With no line left out, restate the data word for word.

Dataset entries
----------

//! Host-side driver
//!
//! Drives the CSR port the way control software would: one register access
//! per step, status polling at a fixed interval and a cycle budget on every
//! wait. The engine and the slave behind it advance together.

use burst_chip::regs::{self, Register};
use tracing::{debug, info};

use crate::bus::BusSlave;
use crate::engine::{BurstEngine, CsrRequest, StepReport};
use crate::error::{EngineError, Result};
use crate::stats::TransferStats;

/// Steps between two STATUS reads while waiting
pub const DEFAULT_POLL_INTERVAL: u64 = 10;

/// Cycle budget used by [`Host::run`]
pub const DEFAULT_TIMEOUT_CYCLES: u64 = 100_000;

/// One transfer as the host programs it
#[derive(Debug, Clone, Copy, PartialEq, Eq, Default)]
pub struct TransferRequest {
    /// Source base address
    pub source_address: u32,
    /// Destination base address
    pub destination_address: u32,
    /// Requested length (bytes)
    pub length_bytes: u32,
    /// RD_BURST value, written only if set
    pub read_burst_words: Option<u32>,
    /// WR_BURST value, written only if set
    pub write_burst_words: Option<u32>,
    /// COEFF value, written only if set
    pub coefficient: Option<u32>,
}

impl TransferRequest {
    /// Plain copy request
    pub const fn new(source_address: u32, destination_address: u32, length_bytes: u32) -> Self {
        Self {
            source_address,
            destination_address,
            length_bytes,
            read_burst_words: None,
            write_burst_words: None,
            coefficient: None,
        }
    }

    /// Also program RD_BURST
    #[must_use]
    pub const fn with_read_burst(mut self, words: u32) -> Self {
        self.read_burst_words = Some(words);
        self
    }

    /// Also program WR_BURST
    #[must_use]
    pub const fn with_write_burst(mut self, words: u32) -> Self {
        self.write_burst_words = Some(words);
        self
    }

    /// Also program COEFF
    #[must_use]
    pub const fn with_coefficient(mut self, coefficient: u32) -> Self {
        self.coefficient = Some(coefficient);
        self
    }
}

/// Control software plus the bus it sits on
#[derive(Debug)]
pub struct Host<S: BusSlave> {
    engine: BurstEngine,
    slave: S,
    poll_interval: u64,
}

impl<S: BusSlave> Host<S> {
    /// Host driving `engine`, whose ports connect to `slave`
    pub const fn new(engine: BurstEngine, slave: S) -> Self {
        Self {
            engine,
            slave,
            poll_interval: DEFAULT_POLL_INTERVAL,
        }
    }

    /// Set the status polling interval (steps, at least 1)
    #[must_use]
    pub fn with_poll_interval(mut self, steps: u64) -> Self {
        self.poll_interval = steps.max(1);
        self
    }

    /// The engine
    pub const fn engine(&self) -> &BurstEngine {
        &self.engine
    }

    /// The engine, mutably
    pub fn engine_mut(&mut self) -> &mut BurstEngine {
        &mut self.engine
    }

    /// The slave
    pub const fn slave(&self) -> &S {
        &self.slave
    }

    /// The slave, mutably
    pub fn slave_mut(&mut self) -> &mut S {
        &mut self.slave
    }

    /// Split into engine and slave
    pub fn into_parts(self) -> (BurstEngine, S) {
        (self.engine, self.slave)
    }

    fn step(&mut self, request: CsrRequest) -> Result<StepReport> {
        self.engine.step(request, &mut self.slave)
    }

    /// Let `steps` steps pass without a CSR access
    ///
    /// # Errors
    ///
    /// Propagates engine step errors.
    pub fn idle(&mut self, steps: u64) -> Result<()> {
        for _ in 0..steps {
            self.step(CsrRequest::Idle)?;
        }
        Ok(())
    }

    /// Write a register by index (one step)
    ///
    /// # Errors
    ///
    /// Propagates engine step errors.
    pub fn write_csr(&mut self, index: u32, value: u32) -> Result<()> {
        self.step(CsrRequest::Write { index, value })?;
        Ok(())
    }

    /// Read a register by index (one step, data sampled after the edge)
    ///
    /// # Errors
    ///
    /// Propagates engine step errors.
    pub fn read_csr(&mut self, index: u32) -> Result<u32> {
        let report = self.step(CsrRequest::Read { index })?;
        Ok(report.csr_readdata.unwrap_or(0))
    }

    fn index_of(&self, register: Register) -> Result<u32> {
        self.engine
            .registers()
            .layout()
            .index_of(register)
            .ok_or(EngineError::UnmappedRegister {
                name: register.name(),
            })
    }

    /// Write a named register
    ///
    /// # Errors
    ///
    /// Returns [`EngineError::UnmappedRegister`] if this engine does not
    /// decode `register`.
    pub fn write_register(&mut self, register: Register, value: u32) -> Result<()> {
        let index = self.index_of(register)?;
        self.write_csr(index, value)
    }

    /// Read a named register
    ///
    /// # Errors
    ///
    /// Returns [`EngineError::UnmappedRegister`] if this engine does not
    /// decode `register`.
    pub fn read_register(&mut self, register: Register) -> Result<u32> {
        let index = self.index_of(register)?;
        self.read_csr(index)
    }

    /// Program every register of `request`
    ///
    /// # Errors
    ///
    /// Returns [`EngineError::UnmappedRegister`] if the request sets a burst
    /// size or coefficient this engine does not have.
    pub fn configure(&mut self, request: &TransferRequest) -> Result<()> {
        // Burst sizes first so LENGTH pads against the final read burst.
        if let Some(words) = request.read_burst_words {
            self.write_register(Register::ReadBurst, words)?;
        }
        if let Some(words) = request.write_burst_words {
            self.write_register(Register::WriteBurst, words)?;
        }
        if let Some(coefficient) = request.coefficient {
            self.write_register(Register::Coefficient, coefficient)?;
        }
        self.write_register(Register::SrcAddr, request.source_address)?;
        self.write_register(Register::DstAddr, request.destination_address)?;
        self.write_register(Register::Length, request.length_bytes)?;
        debug!("host configured {request:?}");
        Ok(())
    }

    /// Pulse CONTROL.start
    ///
    /// # Errors
    ///
    /// Propagates engine step errors.
    pub fn start(&mut self) -> Result<()> {
        self.write_register(Register::Control, regs::control::START)
    }

    /// Poll STATUS until done is set. Returns the cycles waited.
    ///
    /// # Errors
    ///
    /// Returns [`EngineError::Timeout`] once `timeout_cycles` steps have
    /// passed without the done bit.
    pub fn wait_done(&mut self, timeout_cycles: u64) -> Result<u64> {
        if timeout_cycles == 0 {
            return Err(EngineError::timeout(0));
        }
        let mut waited = 0;
        loop {
            let status = self.read_register(Register::Status)?;
            waited += 1;
            if status & regs::status::DONE != 0 {
                debug!("done after {waited} cycles");
                return Ok(waited);
            }
            if waited >= timeout_cycles {
                return Err(EngineError::timeout(timeout_cycles));
            }
            let pause = (self.poll_interval - 1).min(timeout_cycles - waited - 1);
            self.idle(pause)?;
            waited += pause;
        }
    }

    /// Write 1 to STATUS.done
    ///
    /// # Errors
    ///
    /// Propagates engine step errors.
    pub fn clear_done(&mut self) -> Result<()> {
        self.write_register(Register::Status, regs::status::DONE)
    }

    /// Configure, start, wait and clear. Returns the transfer counters.
    ///
    /// # Errors
    ///
    /// Returns any error of [`configure`](Self::configure) or
    /// [`wait_done`](Self::wait_done).
    pub fn run(&mut self, request: &TransferRequest, timeout_cycles: u64) -> Result<TransferStats> {
        self.configure(request)?;
        self.start()?;
        let waited = self.wait_done(timeout_cycles)?;
        self.clear_done()?;
        let stats = *self.engine.stats();
        info!(
            "transfer finished: {} words in {} cycles (host waited {waited})",
            stats.words_written, stats.cycles
        );
        Ok(stats)
    }
}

----------

- [Answer to this problem]
//! Host-side driver
//!
//! Drives the CSR port the way control software would: one register access
//! per step, status polling at a fixed interval and a cycle budget on every
//! wait. The engine and the slave behind it advance together.

use burst_chip::regs::{self, Register};
use tracing::{debug, info};

use crate::bus::BusSlave;
use crate::engine::{BurstEngine, CsrRequest, StepReport};
use crate::error::{EngineError, Result};
use crate::stats::TransferStats;

/// Steps between two STATUS reads while waiting
pub const DEFAULT_POLL_INTERVAL: u64 = 10;

/// Cycle budget used by [`Host::run`]
pub const DEFAULT_TIMEOUT_CYCLES: u64 = 100_000;

/// One transfer as the host programs it
#[derive(Debug, Clone, Copy, PartialEq, Eq, Default)]
pub struct TransferRequest {
    /// Source base address
    pub source_address: u32,
    /// Destination base address
    pub destination_address: u32,
    /// Requested length (bytes)
    pub length_bytes: u32,
    /// RD_BURST value, written only if set
    pub read_burst_words: Option<u32>,
    /// WR_BURST value, written only if set
    pub write_burst_words: Option<u32>,
    /// COEFF value, written only if set
    pub coefficient: Option<u32>,
}

impl TransferRequest {
    /// Plain copy request
    pub const fn new(source_address: u32, destination_address: u32, length_bytes: u32) -> Self {
        Self {
            source_address,
            destination_address,
            length_bytes,
            read_burst_words: None,
            write_burst_words: None,
            coefficient: None,
        }
    }

    /// Also program RD_BURST
    #[must_use]
    pub const fn with_read_burst(mut self, words: u32) -> Self {
        self.read_burst_words = Some(words);
        self
    }

    /// Also program WR_BURST
    #[must_use]
    pub const fn with_write_burst(mut self, words: u32) -> Self {
        self.write_burst_words = Some(words);
        self
    }

    /// Also program COEFF
    #[must_use]
    pub const fn with_coefficient(mut self, coefficient: u32) -> Self {
        self.coefficient = Some(coefficient);
        self
    }
}

/// Control software plus the bus it sits on
#[derive(Debug)]
pub struct Host<S: BusSlave> {
    engine: BurstEngine,
    slave: S,
    poll_interval: u64,
}

impl<S: BusSlave> Host<S> {
    /// Host driving `engine`, whose ports connect to `slave`
    pub const fn new(engine: BurstEngine, slave: S) -> Self {
        Self {
            engine,
            slave,
            poll_interval: DEFAULT_POLL_INTERVAL,
        }
    }

    /// Set the status polling interval (steps, at least 1)
    #[must_use]
    pub fn with_poll_interval(mut self, steps: u64) -> Self {
        self.poll_interval = steps.max(1);
        self
    }

    /// The engine
    pub const fn engine(&self) -> &BurstEngine {
        &self.engine
    }

    /// The engine, mutably
    pub fn engine_mut(&mut self) -> &mut BurstEngine {
        &mut self.engine
    }

    /// The slave
    pub const fn slave(&self) -> &S {
        &self.slave
    }

    /// The slave, mutably
    pub fn slave_mut(&mut self) -> &mut S {
        &mut self.slave
    }

    /// Split into engine and slave
    pub fn into_parts(self) -> (BurstEngine, S) {
        (self.engine, self.slave)
    }

    fn step(&mut self, request: CsrRequest) -> Result<StepReport> {
        self.engine.step(request, &mut self.slave)
    }

    /// Let `steps` steps pass without a CSR access
    ///
    /// # Errors
    ///
    /// Propagates engine step errors.
    pub fn idle(&mut self, steps: u64) -> Result<()> {
        for _ in 0..steps {
            self.step(CsrRequest::Idle)?;
        }
        Ok(())
    }

    /// Write a register by index (one step)
    ///
    /// # Errors
    ///
    /// Propagates engine step errors.
    pub fn write_csr(&mut self, index: u32, value: u32) -> Result<()> {
        self.step(CsrRequest::Write { index, value })?;
        Ok(())
    }

    /// Read a register by index (one step, data sampled after the edge)
    ///
    /// # Errors
    ///
    /// Propagates engine step errors.
    pub fn read_csr(&mut self, index: u32) -> Result<u32> {
        let report = self.step(CsrRequest::Read { index })?;
        Ok(report.csr_readdata.unwrap_or(0))
    }

    fn index_of(&self, register: Register) -> Result<u32> {
        self.engine
            .registers()
            .layout()
            .index_of(register)
            .ok_or(EngineError::UnmappedRegister {
                name: register.name(),
            })
    }

    /// Write a named register
    ///
    /// # Errors
    ///
    /// Returns [`EngineError::UnmappedRegister`] if this engine does not
    /// decode `register`.
    pub fn write_register(&mut self, register: Register, value: u32) -> Result<()> {
        let index = self.index_of(register)?;
        self.write_csr(index, value)
    }

    /// Read a named register
    ///
    /// # Errors
    ///
    /// Returns [`EngineError::UnmappedRegister`] if this engine does not
    /// decode `register`.
    pub fn read_register(&mut self, register: Register) -> Result<u32> {
        let index = self.index_of(register)?;
        self.read_csr(index)
    }

    /// Program every register of `request`
    ///
    /// # Errors
    ///
    /// Returns [`EngineError::UnmappedRegister`] if the request sets a burst
    /// size or coefficient this engine does not have.
    pub fn configure(&mut self, request: &TransferRequest) -> Result<()> {
        // Burst sizes first so LENGTH pads against the final read burst.
        if let Some(words) = request.read_burst_words {
            self.write_register(Register::ReadBurst, words)?;
        }
        if let Some(words) = request.write_burst_words {
            self.write_register(Register::WriteBurst, words)?;
        }
        if let Some(coefficient) = request.coefficient {
            self.write_register(Register::Coefficient, coefficient)?;
        }
        self.write_register(Register::SrcAddr, request.source_address)?;
        self.write_register(Register::DstAddr, request.destination_address)?;
        self.write_register(Register::Length, request.length_bytes)?;
        debug!("host configured {request:?}");
        Ok(())
    }

    /// Pulse CONTROL.start
    ///
    /// # Errors
    ///
    /// Propagates engine step errors.
    pub fn start(&mut self) -> Result<()> {
        self.write_register(Register::Control, regs::control::START)
    }

    /// Poll STATUS until done is set. Returns the cycles waited.
    ///
    /// # Errors
    ///
    /// Returns [`EngineError::Timeout`] once `timeout_cycles` steps have
    /// passed without the done bit.
    pub fn wait_done(&mut self, timeout_cycles: u64) -> Result<u64> {
        if timeout_cycles == 0 {
            return Err(EngineError::timeout(0));
        }
        let mut waited = 0;
        loop {
            let status = self.read_register(Register::Status)?;
            waited += 1;
            if status & regs::status::DONE != 0 {
                debug!("done after {waited} cycles");
                return Ok(waited);
            }
            if waited >= timeout_cycles {
                return Err(EngineError::timeout(timeout_cycles));
            }
            let pause = (self.poll_interval - 1).min(timeout_cycles - waited - 1);
            self.idle(pause)?;
            waited += pause;
        }
    }

    /// Write 1 to STATUS.done
    ///
    /// # Errors
    ///
    /// Propagates engine step errors.
    pub fn clear_done(&mut self) -> Result<()> {
        self.write_register(Register::Status, regs::status::DONE)
    }

    /// Configure, start, wait and clear. Returns the transfer counters.
    ///
    /// # Errors
    ///
    /// Returns any error of [`configure`](Self::configure) or
    /// [`wait_done`](Self::wait_done).
    pub fn run(&mut self, request: &TransferRequest, timeout_cycles: u64) -> Result<TransferStats> {
        self.configure(request)?;
        self.start()?;
        let waited = self.wait_done(timeout_cycles)?;
        self.clear_done()?;
        let stats = *self.engine.stats();
        info!(
            "transfer finished: {} words in {} cycles (host waited {waited})",
            stats.words_written, stats.cycles
        );
        Ok(stats)
    }
}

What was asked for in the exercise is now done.